Nature Reviews Nephrology ( IF 28.6 ) Pub Date : 2024-08-13 , DOI: 10.1038/s41581-024-00884-4 Emilie Lambourg 1, 2
Randomized controlled trials (RCTs) remain the gold standard for assessing the efficacy or safety of a given medication or intervention, with RCT data at the top of the hierarchy of evidence. By design, the randomization process eliminates the risk of selection bias and ensures that RCTs are unconfounded, thereby avoiding important sources of bias that are particularly challenging to control for in observational studies. However, conducting an RCT might not always be feasible owing to various constraints — the study might be unethical, too expensive, or too complex to design and monitor. RCTs might also lack generalizability, which is an important barrier in nephrology because patients with reduced kidney function are often excluded from trials. In these situations, observational studies represent an alternative, making use of the increasing amount of routinely collected administrative and health-care data and benefiting from the advantage of being implemented in real-world settings, thereby increasing their generalization potential.

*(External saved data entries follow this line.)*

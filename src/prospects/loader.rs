use super::types::CompanyRecord;
use anyhow::{Context, Result};
use serde::{Deserialize, Deserializer};
use std::fs::File;
use std::io::Read;
use std::path::Path;

/// Load company records from a prospect CSV export.
///
/// Numeric columns are cleaned leniently ("$1,234,567" parses as revenue,
/// "1,200" as an employee count) because CRM exports are inconsistent about
/// formatting. Rows with an empty name are kept as-is; the scoring engine
/// rejects them per record so a batch can report them as failures instead
/// of the whole file erroring out.
pub fn load_companies(path: &Path) -> Result<Vec<CompanyRecord>> {
    let file = File::open(path)
        .with_context(|| format!("Failed to open prospect CSV at {}", path.display()))?;
    parse_companies(file).with_context(|| format!("Failed to parse {}", path.display()))
}

pub fn parse_companies<R: Read>(reader: R) -> Result<Vec<CompanyRecord>> {
    let mut csv_reader = csv::ReaderBuilder::new()
        .trim(csv::Trim::All)
        .from_reader(reader);

    let mut records = Vec::new();
    for row in csv_reader.deserialize::<CompanyRow>() {
        let row = row.context("Malformed CSV row")?;
        records.push(row.into_record());
    }

    Ok(records)
}

#[derive(Debug, Deserialize)]
struct CompanyRow {
    #[serde(default)]
    name: String,
    #[serde(default, deserialize_with = "empty_string_as_none")]
    domain: Option<String>,
    #[serde(default, deserialize_with = "empty_string_as_none")]
    website: Option<String>,
    #[serde(default, deserialize_with = "empty_string_as_none")]
    industry: Option<String>,
    #[serde(default, deserialize_with = "empty_string_as_none")]
    country: Option<String>,
    #[serde(default, deserialize_with = "empty_string_as_none")]
    state: Option<String>,
    #[serde(default, deserialize_with = "empty_string_as_none")]
    city: Option<String>,
    #[serde(default, deserialize_with = "empty_string_as_none")]
    employee_count: Option<String>,
    #[serde(default, deserialize_with = "empty_string_as_none")]
    annual_revenue: Option<String>,
    #[serde(default, deserialize_with = "empty_string_as_none")]
    description: Option<String>,
    #[serde(default, deserialize_with = "empty_string_as_none")]
    research_summary: Option<String>,
    #[serde(default, deserialize_with = "empty_string_as_none")]
    contract_history: Option<String>,
    #[serde(default, deserialize_with = "empty_string_as_none")]
    technology_keywords_found: Option<String>,
    #[serde(default, deserialize_with = "empty_string_as_none")]
    cage_code: Option<String>,
    #[serde(default, deserialize_with = "empty_string_as_none")]
    duns_number: Option<String>,
    #[serde(default, deserialize_with = "empty_string_as_none")]
    defense_contract_score: Option<String>,
    #[serde(default, deserialize_with = "empty_string_as_none")]
    technology_relevance_score: Option<String>,
    #[serde(default, deserialize_with = "empty_string_as_none")]
    compliance_indicators_score: Option<String>,
}

impl CompanyRow {
    fn into_record(self) -> CompanyRecord {
        CompanyRecord {
            name: self.name.trim().to_string(),
            domain: self.domain,
            website: self.website,
            industry: self.industry,
            country: self.country,
            state: self.state,
            city: self.city,
            employee_count: self.employee_count.as_deref().and_then(parse_count),
            annual_revenue: self.annual_revenue.as_deref().and_then(parse_amount),
            description: self.description,
            research_summary: self.research_summary,
            contract_history: self.contract_history,
            technology_keywords_found: self.technology_keywords_found,
            cage_code: self.cage_code,
            duns_number: self.duns_number,
            defense_contract_score: self.defense_contract_score.as_deref().and_then(parse_amount),
            technology_relevance_score: self
                .technology_relevance_score
                .as_deref()
                .and_then(parse_amount),
            compliance_indicators_score: self
                .compliance_indicators_score
                .as_deref()
                .and_then(parse_amount),
        }
    }
}

fn empty_string_as_none<'de, D>(deserializer: D) -> Result<Option<String>, D::Error>
where
    D: Deserializer<'de>,
{
    let opt = Option::<String>::deserialize(deserializer)?;
    Ok(opt.filter(|value| !value.trim().is_empty()))
}

/// Parse "1,200" or "1200" into an integer count.
fn parse_count(value: &str) -> Option<i64> {
    let cleaned: String = value.chars().filter(|c| c.is_ascii_digit() || *c == '-').collect();
    cleaned.parse().ok()
}

/// Parse "$1,234,567.89" or "1234567" into a number.
fn parse_amount(value: &str) -> Option<f64> {
    let cleaned: String = value
        .chars()
        .filter(|c| c.is_ascii_digit() || *c == '.' || *c == '-')
        .collect();
    cleaned.parse().ok()
}
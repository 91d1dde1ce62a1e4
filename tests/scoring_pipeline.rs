use tam_scout::output::ResultsReport;
use tam_scout::prospects::parse_companies;
use tam_scout::scoring::{classify_tier, ScoringConfig, ScoringEngine};

const PROSPECTS_CSV: &str = "\
name,industry,country,employee_count,annual_revenue,description,cage_code
Acme Aerospace,Defense Manufacturing,United States,250,\"$12,500,000\",Hypersonic propulsion and UAV systems for DoD programs,1A234
Orbit Labs,Software,Canada,40,1000000,Cloud analytics platform,
,Defense,United States,10,,Missing name row,
Plain Co,,,,,\" \",
";

#[test]
fn csv_to_report_pipeline() {
    let records = parse_companies(PROSPECTS_CSV.as_bytes()).expect("CSV parses");
    assert_eq!(records.len(), 4);

    let config = ScoringConfig::default();
    let mut engine = ScoringEngine::new(config.clone());
    let outcome = engine.batch_score(&records);

    // One record has no name: three successes, one failure, no batch error.
    assert_eq!(outcome.results.len(), 3);
    assert_eq!(outcome.failures.len(), 1);
    assert!(outcome.failures[0].reason.contains("name"));

    // Every score is bounded and its tier matches a fresh classification.
    for result in &outcome.results {
        assert!((0.0..=100.0).contains(&result.total_score));
        assert_eq!(
            result.tier_classification,
            classify_tier(&config.tier_classification, result.total_score)
        );
    }

    // The defense manufacturer outranks the plain records.
    let report = ResultsReport::new(&outcome, engine.stats(), engine.config());
    let ranked = report.ranked_results();
    assert_eq!(ranked[0].company_name, "Acme Aerospace");
    assert!(ranked[0].scoring_factors.has_cage_code);
    assert!(ranked[0].scoring_factors.is_defense_industry);

    // Session stats saw every success.
    assert_eq!(engine.stats().companies_scored, 3);
    assert_eq!(
        engine.stats().tier_distribution.values().sum::<u64>(),
        3
    );
}

#[test]
fn report_survives_persistence() {
    let records = parse_companies(PROSPECTS_CSV.as_bytes()).expect("CSV parses");
    let mut engine = ScoringEngine::new(ScoringConfig::default());
    let outcome = engine.batch_score(&records);
    let report = ResultsReport::new(&outcome, engine.stats(), engine.config());

    let dir = tempfile::tempdir().expect("tempdir");
    let path = dir.path().join("scoring_results.json");
    report.save(&path).expect("report saves");

    let loaded = ResultsReport::load(&path).expect("report loads");
    assert_eq!(report, loaded);
    assert_eq!(loaded.metadata.total_companies, 4);
    assert_eq!(loaded.failed_companies.len(), 1);
}

#[test]
fn custom_config_changes_tiering() {
    let yaml = r#"
scoring_weights:
  defense_contract_score: 1.0
  technology_relevance: 0.0
  compliance_indicators: 0.0
  firmographics: 0.0
tier_classification:
  - { name: hot, min_score: 40, max_score: 100 }
  - { name: cold, min_score: 0, max_score: 39 }
"#;
    let config: ScoringConfig = serde_saphyr::from_str(yaml).expect("config parses");
    tam_scout::scoring::validate_config(&config).expect("config valid");

    let records = parse_companies(PROSPECTS_CSV.as_bytes()).expect("CSV parses");
    let mut engine = ScoringEngine::new(config);
    let outcome = engine.batch_score(&records);

    let acme = outcome
        .results
        .iter()
        .find(|r| r.company_name == "Acme Aerospace")
        .expect("Acme scored");
    // CAGE (15) + industry (30) + defense keywords from the description
    // put the full-weight defense component past the hot threshold.
    assert_eq!(acme.tier_classification, "hot");
}
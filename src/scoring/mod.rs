pub mod components;
pub mod config;
pub mod engine;
pub mod matcher;
pub mod stats;
pub mod validation;

pub use config::{ScoringConfig, ScoringWeights, TierThreshold, ALGORITHM_VERSION};
pub use engine::{
    classify_tier, BatchFailure, BatchOutcome, ScoreError, ScoringEngine, ScoringResult,
};
pub use matcher::{extract_all_matches, keyword_matches, total_matches};
pub use stats::SessionStats;
pub use validation::validate_config;
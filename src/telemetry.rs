use tracing_subscriber::EnvFilter;

/// Initialize the tracing subscriber for CLI runs.
///
/// `RUST_LOG` wins when set; otherwise verbose runs log at debug and
/// normal runs at info. Logs go to stderr so stdout stays clean for the
/// scored output.
pub fn init(verbose: bool) {
    let default_level = if verbose { "debug" } else { "info" };
    let env_filter =
        EnvFilter::try_from_default_env().unwrap_or_else(|_| EnvFilter::new(default_level));

    tracing_subscriber::fmt()
        .with_env_filter(env_filter)
        .with_target(false)
        .with_writer(std::io::stderr)
        .compact()
        .init();
}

However, observational studies are more susceptible to confounding effects and bias than RCTs.
By applying the design of an RCT to observational data, the target trial emulation (TTE) framework aims to get the best of both worlds and limit the introduction of biases that often affect observational research, such as the prevalent-user bias and immortal-time biases. This approach is being increasingly and successfully used, including in kidney research1,2. Emulating a trial from observational data essentially involves writing the protocol of a hypothetical trial that would answer the research question, explicitly specifying each one of its components (for instance, eligibility criteria, treatment strategies and modalities of treatment assignment). This protocol is useful to guide the study design and emulate each component of the trial using observational data. The key feature is the alignment of eligibility criteria, treatment assignment and start of follow-up, as would be the case in a RCT at randomization3.
中文翻译:
使用目标试验模拟框架提高药物流行病学研究的质量
随机对照试验 (RCT) 仍然是评估特定药物或干预措施的有效性或安全性的黄金标准,RCT 数据位于证据层次结构的顶部。通过设计,随机化过程消除了选择偏倚的风险,并确保 RCT 不会混淆,从而避免了在观察性研究中特别难以控制的重要偏倚来源。然而,由于各种限制,进行 RCT 可能并不总是可行的——该研究可能不道德、太昂贵或太复杂而无法设计和监测。RCT 也可能缺乏普遍性,这是肾脏病学的一个重要障碍,因为肾功能下降的患者经常被排除在试验之外。在这些情况下,观察性研究代表了一种替代方案,它利用了越来越多的常规收集的行政和医疗保健数据,并受益于在现实世界环境中实施的优势,从而提高了它们的泛化潜力。然而,观察性研究比 RCT 更容易受到混杂效应和偏倚的影响。
通过将 RCT 的设计应用于观察数据,目标试验模拟 (TTE) 框架旨在两全其美,并限制引入经常影响观察研究的偏倚,例如普遍用户偏倚和不朽时间偏倚。这种方法正越来越多地被成功使用,包括在肾脏研究中1,2。从观察数据模拟试验本质上涉及编写一个假设试验的方案,该方案将回答研究问题,明确指定其每个组成部分(例如,资格标准、治疗策略和治疗分配方式)。该协议有助于指导研究设计和使用观察数据模拟试验的每个组成部分。关键特征是资格标准、治疗分配和随访开始的一致性,就像随机分组的 RCT 一样3。